Author | Roger Martin du Gard |
---|---|
Original title | Les Thibault |
Translator | Stuart Gilbert, Madeleine Boyd, Stephen Haden Guest |
Country | France |
Language | French |
Genre | Roman fleuve |
Publisher |
Nouvelle Revue Française (French) Viking Press, Bantam Books (English translation) |
Publication date
|
1922–1940 |
Published in English
|
1926–1941 |
Media type | Print (Hardback & Paperback) |
The Thibaults (Les Thibault in French) is a multi-volume roman fleuve by Roger Martin du Gard, which follows the fortunes of two brothers, Antoine and Jacques Thibault, from their upbringing in a prosperous Catholic bourgeois family to the end of the First World War. The author was awarded the 1937 Nobel Prize for Literature largely on the basis of this novel sequence.
1. Le cahier gris ("The Grey Notebook") opens in Paris around 1904. School officials have discovered a notebook containing messages between Jacques Thibault and a Protestant fellow schoolboy, Daniel de Fontanin. The notebooks give evidence of a passionate, but not evidently sexual, relationship between the two. Expecting that the notebook will be misinterpreted, the two run away to Marseille, intending to travel to North Africa by ship. Jacques's father Oscar Thibault, a stern Catholic grand bourgeois, dispatches his older son, Antoine, a medical student, to retrieve his younger brother. In Marseille and unable to find a ship that will accept them, Jacques and Daniel are separated. Daniel is taken in by an older woman, who seduces him. In Paris, Daniel's younger sister Jenny is seriously ill and his mother learns that her husband Jérôme's infidelities have included an affair with her cousin Noémie. Antoine visits the de Fontanins and concludes that Jenny is beyond medical help. Jenny recovers after the intervention of an English Christian Science faith healer. Antoine brings the boys back to Paris where Daniel is greeted warmly by his mother. Jacques's father sends him to a reformatory and forbids him to have further contact with Daniel.

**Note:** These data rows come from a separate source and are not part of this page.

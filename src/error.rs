//! Custom error types for backup-fetch
//!
//! This module defines the error hierarchy for one backup cycle using thiserror
//! for ergonomic error definitions.

use thiserror::Error;

/// The main error type for backup-fetch operations
#[derive(Error, Debug)]
pub enum BackupError {
    /// Missing or mistyped settings
    #[error("Configuration error: {0}")]
    Config(String),

    /// Transport authentication or network failure
    #[error("Connection error: {0}")]
    Connection(String),

    /// No remote file matches the domain pattern
    #[error("No backup archive for '{domain}' found in {directory}")]
    NotFound { domain: String, directory: String },

    /// More than one remote file matches the domain pattern
    #[error("Ambiguous backup archives for '{domain}': {}", candidates.join(", "))]
    AmbiguousMatch {
        domain: String,
        candidates: Vec<String>,
    },

    /// Download failed partway
    #[error("Transfer error: {0}")]
    Transfer(String),

    /// Remote cleanup failed after a successful download
    #[error("Deletion error: {0}")]
    Deletion(String),

    /// A stale local archive could not be removed
    #[error("Failed to prune {path}: {reason}")]
    Prune { path: String, reason: String },

    /// Copy or move of the fetched archive failed
    #[error("Placement error: {0}")]
    Placement(String),

    /// The remote backup job could not be started
    #[error("Trigger error: {0}")]
    Trigger(String),

    /// The completion email could not be sent
    #[error("Notification error: {0}")]
    Notification(String),

    /// File I/O errors
    #[error("I/O error: {0}")]
    Io(String),
}

impl BackupError {
    /// Create a "not found" error for a domain's archive
    pub fn archive_not_found(domain: impl Into<String>, directory: impl Into<String>) -> Self {
        Self::NotFound {
            domain: domain.into(),
            directory: directory.into(),
        }
    }

    /// Check if this is a "not found" error
    pub fn is_not_found(&self) -> bool {
        matches!(self, Self::NotFound { .. })
    }

    /// Check if this is a configuration error
    pub fn is_config(&self) -> bool {
        matches!(self, Self::Config(_))
    }

    /// Whether this failure aborts the backup cycle
    ///
    /// Remote cleanup, pruning and notification failures happen after the
    /// archive is already safe locally, so they are only logged.
    pub fn is_fatal(&self) -> bool {
        !matches!(
            self,
            Self::Deletion(_) | Self::Prune { .. } | Self::Notification(_)
        )
    }
}

// Implement From traits for common error types

impl From<std::io::Error> for BackupError {
    fn from(err: std::io::Error) -> Self {
        Self::Io(err.to_string())
    }
}

impl From<serde_yaml::Error> for BackupError {
    fn from(err: serde_yaml::Error) -> Self {
        Self::Config(err.to_string())
    }
}

impl From<serde_json::Error> for BackupError {
    fn from(err: serde_json::Error) -> Self {
        Self::Config(err.to_string())
    }
}

/// Result type alias for backup-fetch operations
pub type BackupResult<T> = Result<T, BackupError>;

2. Le pénitencier ("The Prison" or "The Reformatory") resumes the narrative several months later. Antoine visits Jacques in the reformatory at Crouy, where he is disturbed by the boy's isolation and ill-treatment. Determined to rescue him, he confronts his father, who reacts with rage but is eventually persuaded to allow Jacques to be released and to live away from his father's roof under Antoine's supervision. Against his father's wishes, Antoine permits Jacques to see Daniel and his family, and the boys' friendship is renewed, though it becomes less intense. Jenny de Fontanin quickly takes a dislike to Jacques, who in the meantime has fallen in love with an Alsatian girl, Lisbeth, who is serving as the brothers' housekeeper and who, unbeknownst to Jacques, is having an affair with Antoine. Daniel, in the meantime, is attracted to his cousin Nicole (the daughter of Noémie), but she repulses his advances. Lisbeth and Jacques consummate their relationship, but soon afterwards she returns to Alsace, leaving him devastated.